IV. Executar ou construir parcerias com outras instituições especialistas
para a execução de grupos temáticos ou de responsabilização dos autuados a
partir do tipo de delito cometido, inclusive nos casos relativos à violência
contra as mulheres no contexto da Lei Maria da Penha
i. Estes grupos serão executados somente a partir da determinação
judicial e como modalidade da medida cautelar de comparecimento obrigatório em
juízo, prevista no inciso I do Art. 319 do Código de Processo Penal.
3.3. A atuação das Centrais de Monitoração Eletrônica de Pessoas deverá
considerar os seguintes procedimentos:
I. Assegurar o acolhimento e acompanhamento por equipes
multidisciplinares, responsáveis pela articulação da rede de serviços de
proteção e inclusão social disponibilizada pelo poder público e pelo
acompanhamento do cumprimento das medidas estabelecidas judicialmente, a partir
da interação individualizada com as pessoas monitoradas.
II. Assegurar a prioridade ao cumprimento, manutenção e restauração da
medida em liberdade, inclusive em casos de incidentes de violação, adotando-se
preferencialmente medidas de conscientização e atendimento por equipe
psicossocial, devendo o acionamento da autoridade judicial ser subsidiário e
excepcional, após esgotadas todas as medidas adotadas pela equipe técnica
responsável pelo acompanhamento das pessoas em monitoração.

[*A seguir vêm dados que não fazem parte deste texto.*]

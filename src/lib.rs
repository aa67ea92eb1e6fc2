/*!
 * cimedia - client library for the Ci media cloud service
 *
 * Authenticates with an OAuth2 password grant, browses and searches
 * workspaces, manages assets and folders, shares via mediabox links, and
 * uploads files either in one shot or as a chunked multipart session with
 * a fixed-size pool of part-upload workers.
 *
 * ```no_run
 * use cimedia::{CiClient, CiConfig, UploadOptions};
 *
 * # fn main() -> cimedia::Result<()> {
 * let config = CiConfig::from_file(std::path::Path::new("ci.toml"))?;
 * let client = CiClient::new(config)?;
 * let asset_id = client.upload(
 *     std::path::Path::new("footage/clip.mp4"),
 *     &UploadOptions::default(),
 * )?;
 * println!("uploaded as {asset_id}");
 * # Ok(())
 * # }
 * ```
 */

pub mod auth;
pub mod client;
pub mod config;
pub mod error;
pub mod logging;
pub mod operations;
pub mod types;
pub mod upload;

// Re-export commonly used types
pub use auth::AccessToken;
pub use client::CiClient;
pub use config::{
    CiConfig, LogLevel, UploadConfig, DEFAULT_CHUNK_SIZE, DEFAULT_WORKER_COUNT,
    MULTIPART_THRESHOLD,
};
pub use error::{CiError, Result};
pub use operations::ListOptions;
pub use types::{AssetMetadata, Item, MediaboxRequest, Page, SessionRequest, Workspace};
pub use upload::{UploadOptions, UploadService, UploadStrategy};

/// Library version
pub const VERSION: &str = env!("CARGO_PKG_VERSION");
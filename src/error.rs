//! Error types for Ci service operations

use std::io;
use thiserror::Error;

/// Result type alias for Ci operations
pub type Result<T> = std::result::Result<T, CiError>;

/// Errors that can occur while talking to the Ci service
#[derive(Error, Debug)]
pub enum CiError {
    /// Invalid configuration
    #[error("Invalid configuration: {0}")]
    Config(String),

    /// Authentication failed or token rejected
    #[error("Authentication error ({code}): {message}")]
    Auth { code: String, message: String },

    /// The service refused to create an upload session
    #[error("Upload session could not be created for '{name}': {message}")]
    SessionInit { name: String, message: String },

    /// I/O error reading local files
    #[error("I/O error: {0}")]
    Io(String),

    /// Transient network failure (timeout, connection reset) - eligible for retry
    #[error("Network error: {0}")]
    TransientNetwork(String),

    /// The service rejected the request with a business error
    #[error("Server rejected request ({status}): {message}")]
    ServerRejected { status: u16, message: String },

    /// One or more parts could not be transferred after retries
    #[error("Upload of asset {asset_id} incomplete: parts {failed:?} failed")]
    PartsFailed { asset_id: String, failed: Vec<u64> },

    /// The completion call for a multipart session failed
    #[error("Upload of asset {asset_id} did not finalize: {message}")]
    Completion { asset_id: String, message: String },

    /// Generic API error from a management operation
    #[error("API error ({status}): {message}")]
    Api { status: u16, message: String },

    /// The service returned a response the schema does not account for
    #[error("Unexpected response from service: {0}")]
    UnexpectedResponse(String),
}

impl CiError {
    /// Check if this error is transient (safe to retry)
    pub fn is_transient(&self) -> bool {
        matches!(self, CiError::TransientNetwork(_))
    }

    /// Check if this error is fatal (aborts the whole operation, no retry)
    pub fn is_fatal(&self) -> bool {
        match self {
            CiError::Config(_)
            | CiError::Auth { .. }
            | CiError::SessionInit { .. }
            | CiError::Io(_)
            | CiError::PartsFailed { .. }
            | CiError::Completion { .. } => true,

            CiError::TransientNetwork(_)
            | CiError::ServerRejected { .. }
            | CiError::Api { .. }
            | CiError::UnexpectedResponse(_) => false,
        }
    }
}

impl From<io::Error> for CiError {
    fn from(err: io::Error) -> Self {
        CiError::Io(err.to_string())
    }
}

impl From<reqwest::Error> for CiError {
    fn from(err: reqwest::Error) -> Self {
        if err.is_timeout() || err.is_connect() {
            CiError::TransientNetwork(err.to_string())
        } else if err.is_decode() {
            CiError::UnexpectedResponse(err.to_string())
        } else if let Some(status) = err.status() {
            CiError::Api {
                status: status.as_u16(),
                message: err.to_string(),
            }
        } else {
            CiError::TransientNetwork(err.to_string())
        }
    }
}

#[cfg(test)]
mod tests {
    use super::*;

    #[test]
    fn test_transient_errors() {
        assert!(CiError::TransientNetwork("connection reset".to_string()).is_transient());
        assert!(!CiError::ServerRejected {
            status: 400,
            message: "bad part".to_string()
        }
        .is_transient());
        assert!(!CiError::Auth {
            code: "invalid_grant".to_string(),
            message: "expired".to_string()
        }
        .is_transient());
    }

    #[test]
    fn test_fatal_errors() {
        assert!(CiError::Config("missing client_id".to_string()).is_fatal());
        assert!(CiError::Io("read failed".to_string()).is_fatal());
        assert!(CiError::SessionInit {
            name: "clip.mp4".to_string(),
            message: "quota exceeded".to_string()
        }
        .is_fatal());
        assert!(CiError::Completion {
            asset_id: "a1".to_string(),
            message: "500".to_string()
        }
        .is_fatal());
        assert!(!CiError::TransientNetwork("timeout".to_string()).is_fatal());
    }

    #[test]
    fn test_from_io_error() {
        let io_err = io::Error::new(io::ErrorKind::NotFound, "gone");
        let err: CiError = io_err.into();
        assert!(matches!(err, CiError::Io(_)));
    }

    #[test]
    fn test_error_display_formats() {
        let err = CiError::PartsFailed {
            asset_id: "abc123".to_string(),
            failed: vec![2, 5],
        };
        assert_eq!(
            format!("{}", err),
            "Upload of asset abc123 incomplete: parts [2, 5] failed"
        );

        let err = CiError::ServerRejected {
            status: 413,
            message: "part too large".to_string(),
        };
        assert_eq!(
            format!("{}", err),
            "Server rejected request (413): part too large"
        );

        let err = CiError::Auth {
            code: "invalid_client".to_string(),
            message: "unknown client".to_string(),
        };
        assert_eq!(
            format!("{}", err),
            "Authentication error (invalid_client): unknown client"
        );
    }
}
//! Browse, search, management and download operations
//!
//! One method per remote call, each returning a typed result. These are
//! simple synchronous request/response calls; the interesting concurrency
//! lives in [`crate::upload`].

use std::fs::File;
use std::path::{Path, PathBuf};

use tracing::{debug, info, warn};

use crate::client::{check_status, CiClient};
use crate::error::{CiError, Result};
use crate::types::{
    DownloadInfo, FolderCreated, FolderDetail, Item, MediaboxCreated, MediaboxRequest,
    MessageResponse, Page, Workspace,
};

/// Paging and filter options for listing calls
#[derive(Debug, Clone)]
pub struct ListOptions {
    /// Item kind filter: `all`, `asset` or `folder`
    pub kind: String,
    pub limit: u64,
    pub offset: u64,
    /// Comma-separated extra fields to include per item
    pub fields: String,
}

impl Default for ListOptions {
    fn default() -> Self {
        Self {
            kind: "all".to_string(),
            limit: PAGE_SIZE,
            offset: 0,
            fields: "metadata".to_string(),
        }
    }
}

impl ListOptions {
    pub fn kind(mut self, kind: impl Into<String>) -> Self {
        self.kind = kind.into();
        self
    }

    pub fn fields(mut self, fields: impl Into<String>) -> Self {
        self.fields = fields.into();
        self
    }
}

/// Page size used when accumulating full listings
const PAGE_SIZE: u64 = 50;

impl CiClient {
    /// List workspaces available to the account
    pub fn workspaces(&self, limit: u64, offset: u64, fields: &str) -> Result<Vec<Workspace>> {
        let url = self.api_url("workspaces");
        let response = self
            .get(&url)
            .query(&[
                ("limit", limit.to_string()),
                ("offset", offset.to_string()),
                ("fields", fields.to_string()),
            ])
            .send()?;
        let page: Page<Workspace> = self.parse_json(response)?;
        debug!(count = page.count, "listed workspaces");
        Ok(page.items)
    }

    /// One page of the default workspace's contents
    pub fn list(&self, options: &ListOptions) -> Result<Page<Item>> {
        let url = self.api_url(&format!("workspaces/{}/contents", self.workspace_id()));
        self.list_contents(&url, options)
    }

    /// One page of a folder's contents
    pub fn list_folder(&self, folder_id: &str, options: &ListOptions) -> Result<Page<Item>> {
        let url = self.api_url(&format!("folders/{}/contents", folder_id));
        self.list_contents(&url, options)
    }

    fn list_contents(&self, url: &str, options: &ListOptions) -> Result<Page<Item>> {
        let response = self
            .get(url)
            .query(&[
                ("kind", options.kind.clone()),
                ("limit", options.limit.to_string()),
                ("offset", options.offset.to_string()),
                ("fields", options.fields.clone()),
            ])
            .send()?;
        self.parse_json(response)
    }

    /// All items in the workspace, accumulated across pages
    pub fn items(&self) -> Result<Vec<Item>> {
        self.collect_pages(ListOptions::default())
    }

    /// All assets in the workspace
    pub fn assets(&self) -> Result<Vec<Item>> {
        self.collect_pages(ListOptions::default().kind("asset"))
    }

    /// All folders in the workspace
    pub fn folders(&self) -> Result<Vec<Item>> {
        self.collect_pages(ListOptions::default().kind("folder").fields("parentId"))
    }

    /// All assets inside one folder
    pub fn folder_contents(&self, folder_id: &str) -> Result<Vec<Item>> {
        let mut options = ListOptions::default().kind("asset");
        let mut items = Vec::new();
        loop {
            let page = self.list_folder(folder_id, &options)?;
            if page.items.is_empty() {
                break;
            }
            items.extend(page.items);
            options.offset += PAGE_SIZE;
        }
        Ok(items)
    }

    fn collect_pages(&self, mut options: ListOptions) -> Result<Vec<Item>> {
        options.limit = PAGE_SIZE;
        let mut items = Vec::new();
        loop {
            let page = self.list(&options)?;
            if page.items.is_empty() {
                break;
            }
            items.extend(page.items);
            options.offset += PAGE_SIZE;
        }
        Ok(items)
    }

    /// Search a workspace by name
    pub fn search(
        &self,
        query: &str,
        options: &ListOptions,
        workspace_id: Option<&str>,
    ) -> Result<Page<Item>> {
        let workspace = workspace_id.unwrap_or_else(|| self.workspace_id());
        let url = self.api_url(&format!("workspaces/{}/search", workspace));
        let response = self
            .get(&url)
            .query(&[
                ("kind", options.kind.clone()),
                ("limit", options.limit.to_string()),
                ("offset", options.offset.to_string()),
                ("query", query.to_string()),
            ])
            .send()?;
        self.parse_json(response)
    }

    /// Create a folder; returns the new folder id
    pub fn create_folder(
        &self,
        name: &str,
        parent_folder_id: Option<&str>,
        workspace_id: Option<&str>,
    ) -> Result<String> {
        let url = self.api_url("folders");
        let mut body = serde_json::json!({ "name": name });
        if let Some(parent) = parent_folder_id {
            body["parentFolderId"] = parent.into();
        }
        body["workspaceId"] = workspace_id.unwrap_or_else(|| self.workspace_id()).into();

        let response = self.post(&url).json(&body).send()?;
        let created: FolderCreated = self.parse_json(response)?;
        info!(folder_id = %created.folder_id, "folder created");
        Ok(created.folder_id)
    }

    /// Folder detail
    pub fn detail_folder(&self, folder_id: &str) -> Result<FolderDetail> {
        let url = self.api_url(&format!("folders/{}", folder_id));
        let response = self.get(&url).send()?;
        self.parse_json(response)
    }

    /// Move assets into a folder
    pub fn move_assets(&self, asset_ids: &[String], folder_id: Option<&str>) -> Result<()> {
        let url = self.api_url("assets/move");
        let mut body = serde_json::json!({ "assetIds": asset_ids });
        if let Some(folder) = folder_id {
            body["folderId"] = folder.into();
        }
        let response = self.post(&url).json(&body).send()?;
        check_status(response)?;
        info!(count = asset_ids.len(), "assets moved");
        Ok(())
    }

    /// Permanently delete a folder
    pub fn delete_folder(&self, folder_id: &str) -> Result<bool> {
        let url = self.api_url(&format!("folders/{}", folder_id));
        let response = self.delete(&url).send()?;
        let message: MessageResponse = self.parse_json(response)?;
        Ok(message.message == "Folder was deleted.")
    }

    /// Move a folder to the trash
    pub fn trash_folder(&self, folder_id: &str) -> Result<bool> {
        let url = self.api_url(&format!("folders/{}/trash", folder_id));
        let response = self.post(&url).send()?;
        let message: MessageResponse = self.parse_json(response)?;
        Ok(message.message == "Folder was trashed.")
    }

    /// Start archiving an asset
    pub fn archive_asset(&self, asset_id: &str) -> Result<bool> {
        let url = self.api_url(&format!("assets/{}/archive", asset_id));
        let response = self.post(&url).send()?;
        let message: MessageResponse = self.parse_json(response)?;
        Ok(message.message == "Asset archive has started.")
    }

    /// Permanently delete an asset
    pub fn delete_asset(&self, asset_id: &str) -> Result<bool> {
        let url = self.api_url(&format!("assets/{}", asset_id));
        let response = self.delete(&url).send()?;
        let message: MessageResponse = self.parse_json(response)?;
        Ok(message.message == "Asset was deleted.")
    }

    /// Download an asset into a directory; returns the written path
    ///
    /// The service hands back a presigned location which is fetched without
    /// the bearer token.
    pub fn download(&self, asset_id: &str, dest_dir: &Path) -> Result<PathBuf> {
        // The download endpoint does not return the asset name; look it up
        let name = self
            .assets()?
            .into_iter()
            .find(|a| a.id == asset_id)
            .and_then(|a| a.name)
            .unwrap_or_else(|| asset_id.to_string());

        let url = self.api_url(&format!("assets/{}/download", asset_id));
        let response = self.get(&url).send()?;
        let info: DownloadInfo = self.parse_json(response)?;

        let location = info.location.ok_or_else(|| {
            CiError::UnexpectedResponse(format!("No download location for asset {}", asset_id))
        })?;

        let dest = dest_dir.join(&name);
        let mut response = check_status(self.http().get(&location).send()?)?;
        let mut file = File::create(&dest)?;
        let bytes = response
            .copy_to(&mut file)
            .map_err(|e| CiError::Io(format!("Writing {}: {}", dest.display(), e)))?;
        info!(asset_id, bytes, path = %dest.display(), "asset downloaded");
        Ok(dest)
    }

    /// Create a mediabox share link; returns (mediabox id, link)
    pub fn create_mediabox(&self, request: &MediaboxRequest) -> Result<(String, String)> {
        let url = self.api_url("mediaboxes");
        let response = self.post(&url).json(request).send()?;
        let created: MediaboxCreated = self.parse_json(response)?;
        if created.link.is_empty() {
            warn!(mediabox_id = %created.mediabox_id, "mediabox created without a link");
        }
        Ok((created.mediabox_id, created.link))
    }
}
//! Lazy fixed-size chunking of a local file
//!
//! The reader holds one open file handle for the duration of iteration and
//! releases it when the iterator is dropped. Chunks come out in file order
//! with 1-based sequential part numbers; only the last chunk may be short.

use std::fs::File;
use std::io::{self, ErrorKind, Read};
use std::path::Path;

use bytes::Bytes;

/// One part payload read from the file
#[derive(Debug, Clone)]
pub struct Chunk {
    /// 1-based, sequential, no gaps
    pub part_number: u64,
    pub payload: Bytes,
}

/// Number of parts a file of `total_size` splits into
pub fn part_count(total_size: u64, chunk_size: usize) -> u64 {
    total_size.div_ceil(chunk_size as u64)
}

/// Iterator of [`Chunk`]s over a file
///
/// Finite and non-restartable: an empty read ends the sequence, and a read
/// error ends it after yielding the error once.
pub struct ChunkReader {
    file: File,
    chunk_size: usize,
    next_part: u64,
    done: bool,
}

impl ChunkReader {
    pub fn open(path: &Path, chunk_size: usize) -> io::Result<Self> {
        debug_assert!(chunk_size > 0);
        let file = File::open(path)?;
        Ok(Self {
            file,
            chunk_size,
            next_part: 0,
            done: false,
        })
    }
}

impl Iterator for ChunkReader {
    type Item = io::Result<Chunk>;

    fn next(&mut self) -> Option<Self::Item> {
        if self.done {
            return None;
        }

        let mut buf = vec![0u8; self.chunk_size];
        let mut filled = 0;
        while filled < buf.len() {
            match self.file.read(&mut buf[filled..]) {
                Ok(0) => break,
                Ok(n) => filled += n,
                Err(e) if e.kind() == ErrorKind::Interrupted => continue,
                Err(e) => {
                    self.done = true;
                    return Some(Err(e));
                }
            }
        }

        if filled == 0 {
            self.done = true;
            return None;
        }

        buf.truncate(filled);
        self.next_part += 1;
        Some(Ok(Chunk {
            part_number: self.next_part,
            payload: Bytes::from(buf),
        }))
    }
}
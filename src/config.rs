//! Client configuration
//!
//! Configuration is plain data: credentials for the token grant, the two
//! service hosts, and tuning for the upload subsystem. It can be built in
//! code or loaded from a TOML file.

use std::path::{Path, PathBuf};

use serde::{Deserialize, Serialize};
use url::Url;

use crate::error::{CiError, Result};

/// Default API host for metadata and management operations
pub const DEFAULT_API_BASE: &str = "https://api.cimediacloud.com";

/// Default host for upload traffic
pub const DEFAULT_UPLOAD_BASE: &str = "https://io.cimediacloud.com";

/// Default multipart chunk size: 10 MiB
pub const DEFAULT_CHUNK_SIZE: usize = 10 * 1024 * 1024;

/// Files at or above this size are uploaded in parts: 5 MiB
pub const MULTIPART_THRESHOLD: u64 = 5 * 1024 * 1024;

/// Default number of part-upload workers
pub const DEFAULT_WORKER_COUNT: usize = 4;

/// Log verbosity levels
#[derive(Debug, Clone, Copy, PartialEq, Eq, Serialize, Deserialize, Default)]
#[serde(rename_all = "lowercase")]
pub enum LogLevel {
    Error,
    Warn,
    #[default]
    Info,
    Debug,
    Trace,
}

impl LogLevel {
    pub fn to_tracing_level(self) -> tracing::Level {
        match self {
            LogLevel::Error => tracing::Level::ERROR,
            LogLevel::Warn => tracing::Level::WARN,
            LogLevel::Info => tracing::Level::INFO,
            LogLevel::Debug => tracing::Level::DEBUG,
            LogLevel::Trace => tracing::Level::TRACE,
        }
    }
}

/// Tuning for the chunked upload subsystem
#[derive(Debug, Clone, Serialize, Deserialize)]
#[serde(default)]
pub struct UploadConfig {
    /// Size of each part in bytes (default 10 MiB)
    pub chunk_size: usize,

    /// Transfer parts through the worker pool instead of sequentially
    pub parallel: bool,

    /// Number of pool workers (fixed for the lifetime of an upload)
    pub worker_count: usize,

    /// Retry attempts per part for transient network failures
    pub max_retries: u32,

    /// Base delay between part retries, in seconds
    pub retry_delay_secs: u64,

    /// Double the retry delay on each attempt
    pub exponential_backoff: bool,
}

impl Default for UploadConfig {
    fn default() -> Self {
        Self {
            chunk_size: DEFAULT_CHUNK_SIZE,
            parallel: true,
            worker_count: DEFAULT_WORKER_COUNT,
            max_retries: 3,
            retry_delay_secs: 1,
            exponential_backoff: true,
        }
    }
}

/// Ci client configuration
#[derive(Debug, Clone, Serialize, Deserialize)]
pub struct CiConfig {
    /// OAuth2 client id
    pub client_id: String,

    /// OAuth2 client secret
    pub client_secret: String,

    /// Account username (password-grant credential)
    pub username: String,

    /// Account password (password-grant credential)
    pub password: String,

    /// Workspace to operate in; when absent the personal workspace is discovered
    #[serde(default)]
    pub workspace_id: Option<String>,

    /// API host override
    #[serde(default = "default_api_base")]
    pub api_base_url: String,

    /// Upload host override
    #[serde(default = "default_upload_base")]
    pub upload_base_url: String,

    /// Request timeout in seconds
    #[serde(default = "default_timeout")]
    pub timeout_seconds: u64,

    /// Log verbosity
    #[serde(default)]
    pub log_level: LogLevel,

    /// Write structured logs to this file instead of stdout
    #[serde(default)]
    pub log_file: Option<PathBuf>,

    /// Upload tuning
    #[serde(default)]
    pub upload: UploadConfig,
}

fn default_api_base() -> String {
    DEFAULT_API_BASE.to_string()
}

fn default_upload_base() -> String {
    DEFAULT_UPLOAD_BASE.to_string()
}

fn default_timeout() -> u64 {
    300
}

impl Default for CiConfig {
    fn default() -> Self {
        Self {
            client_id: String::new(),
            client_secret: String::new(),
            username: String::new(),
            password: String::new(),
            workspace_id: None,
            api_base_url: default_api_base(),
            upload_base_url: default_upload_base(),
            timeout_seconds: default_timeout(),
            log_level: LogLevel::default(),
            log_file: None,
            upload: UploadConfig::default(),
        }
    }
}

impl CiConfig {
    /// Load configuration from a TOML file
    pub fn from_file(path: &Path) -> Result<Self> {
        let contents = std::fs::read_to_string(path).map_err(|e| {
            CiError::Config(format!("Cannot read config file {}: {}", path.display(), e))
        })?;
        let config: CiConfig = toml::from_str(&contents)
            .map_err(|e| CiError::Config(format!("Invalid config file: {}", e)))?;
        config.validate()?;
        Ok(config)
    }

    /// Validate the configuration
    pub fn validate(&self) -> Result<()> {
        if self.client_id.is_empty() {
            return Err(CiError::Config("client_id cannot be empty".to_string()));
        }
        if self.client_secret.is_empty() {
            return Err(CiError::Config("client_secret cannot be empty".to_string()));
        }
        if self.username.is_empty() {
            return Err(CiError::Config("username cannot be empty".to_string()));
        }
        if self.password.is_empty() {
            return Err(CiError::Config("password cannot be empty".to_string()));
        }

        Url::parse(&self.api_base_url)
            .map_err(|e| CiError::Config(format!("Invalid api_base_url: {}", e)))?;
        Url::parse(&self.upload_base_url)
            .map_err(|e| CiError::Config(format!("Invalid upload_base_url: {}", e)))?;

        if self.upload.chunk_size == 0 {
            return Err(CiError::Config("chunk_size must be at least 1".to_string()));
        }
        if self.upload.worker_count == 0 {
            return Err(CiError::Config(
                "worker_count must be at least 1".to_string(),
            ));
        }
        if self.timeout_seconds == 0 {
            return Err(CiError::Config(
                "timeout_seconds must be at least 1".to_string(),
            ));
        }

        Ok(())
    }
}

#[cfg(test)]
mod tests {
    use super::*;
    use std::io::Write;

    fn valid_config() -> CiConfig {
        CiConfig {
            client_id: "cid".to_string(),
            client_secret: "secret".to_string(),
            username: "user".to_string(),
            password: "pass".to_string(),
            ..Default::default()
        }
    }

    #[test]
    fn test_defaults() {
        let config = CiConfig::default();
        assert_eq!(config.api_base_url, DEFAULT_API_BASE);
        assert_eq!(config.upload_base_url, DEFAULT_UPLOAD_BASE);
        assert_eq!(config.upload.chunk_size, 10 * 1024 * 1024);
        assert_eq!(config.upload.worker_count, 4);
        assert!(config.upload.parallel);
        assert_eq!(config.timeout_seconds, 300);
    }

    #[test]
    fn test_validate_accepts_complete_config() {
        assert!(valid_config().validate().is_ok());
    }

    #[test]
    fn test_validate_rejects_missing_credentials() {
        let mut config = valid_config();
        config.client_id.clear();
        assert!(config.validate().is_err());

        let mut config = valid_config();
        config.password.clear();
        assert!(config.validate().is_err());
    }

    #[test]
    fn test_validate_rejects_bad_urls() {
        let mut config = valid_config();
        config.api_base_url = "not a url".to_string();
        assert!(config.validate().is_err());
    }

    #[test]
    fn test_validate_rejects_zero_tuning() {
        let mut config = valid_config();
        config.upload.chunk_size = 0;
        assert!(config.validate().is_err());

        let mut config = valid_config();
        config.upload.worker_count = 0;
        assert!(config.validate().is_err());
    }

    #[test]
    fn test_from_toml_file() {
        let toml_str = r#"
            client_id = "cid"
            client_secret = "secret"
            username = "user"
            password = "pass"
            workspace_id = "ws1"

            [upload]
            chunk_size = 1048576
            parallel = false
            worker_count = 2
        "#;

        let mut file = tempfile::NamedTempFile::new().unwrap();
        file.write_all(toml_str.as_bytes()).unwrap();

        let config = CiConfig::from_file(file.path()).unwrap();
        assert_eq!(config.workspace_id.as_deref(), Some("ws1"));
        assert_eq!(config.upload.chunk_size, 1048576);
        assert!(!config.upload.parallel);
        assert_eq!(config.upload.worker_count, 2);
        // Unspecified fields fall back to defaults
        assert_eq!(config.upload.max_retries, 3);
        assert_eq!(config.api_base_url, DEFAULT_API_BASE);
    }

    #[test]
    fn test_from_file_missing_path() {
        let err = CiConfig::from_file(Path::new("/nonexistent/ci.toml")).unwrap_err();
        assert!(matches!(err, CiError::Config(_)));
    }

    #[test]
    fn test_roundtrip_serialization() {
        let config = valid_config();
        let toml = toml::to_string(&config).unwrap();
        let deserialized: CiConfig = toml::from_str(&toml).unwrap();
        assert_eq!(deserialized.client_id, config.client_id);
        assert_eq!(deserialized.upload.chunk_size, config.upload.chunk_size);
    }

    #[test]
    fn test_log_level_conversion() {
        assert_eq!(LogLevel::Error.to_tracing_level(), tracing::Level::ERROR);
        assert_eq!(LogLevel::Debug.to_tracing_level(), tracing::Level::DEBUG);
    }
}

III. Primar pela adoção de padrões adequados de segurança, sigilo,
proteção e uso dos dados das pessoas em monitoração, respeitado o tratamento
dos dados em conformidade com a finalidade das coletas. Nesse sentido, deve-se
considerar que os dados coletados durante a execução das medidas de monitoração
eletrônica possuem finalidade específica, relacionada com o acompanhamento das
condições estabelecidas judicialmente. As informações das pessoas monitoradas
não poderão ser compartilhadas com terceiros estranhos ao processo de
investigação ou de instrução criminal que justificou a aplicação da medida. O
acesso aos dados, inclusive por instituições de segurança pública, somente
poderá ser requisitado no âmbito de inquérito policial específico no qual a
pessoa monitorada devidamente identificada já figure como suspeita, sendo
submetido a autoridade judicial, que analisará o caso concreto e deferirá ou
não o pedido.
IV. Buscar integra-se em redes amplas de atendimento e assistência
social para a inclusão de forma não obrigatória dos autuados a partir das
indicações do juiz, das especificidades de cada caso e das demandas sociais
apresentadas diretamente pelos autuados, com destaque para as seguintes áreas
ou outras que se mostrarem necessárias:
a) demandas emergenciais como alimentação, vestuário, moradia,
transporte, dentre outras;
b) trabalho, renda e qualificação profissional;
c) assistência judiciária;
d) desenvolvimento, produção, formação e difusão cultural principalmente
para o público jovem.
V. Realizar encaminhamentos necessários à Rede de Atenção à Saúde do
Sistema Único de Saúde (SUS) e à rede de assistência social do Sistema Único de
Assistência Social (SUAS), além de outras políticas e programas ofertadas pelo
poder público, sendo os resultados do atendimento e do acompanhamento do
autuado, assim indicados na decisão judicial, comunicados regularmente ao Juízo
ao qual for distribuído o auto de prisão em flagrante após o encerramento da
rotina da audiência de custódia.
PROTOCOLO II
Procedimentos para oitiva, registro e encaminhamento de denúncias
de tortura e outros tratamentos cruéis, desumanos ou degradantes [1]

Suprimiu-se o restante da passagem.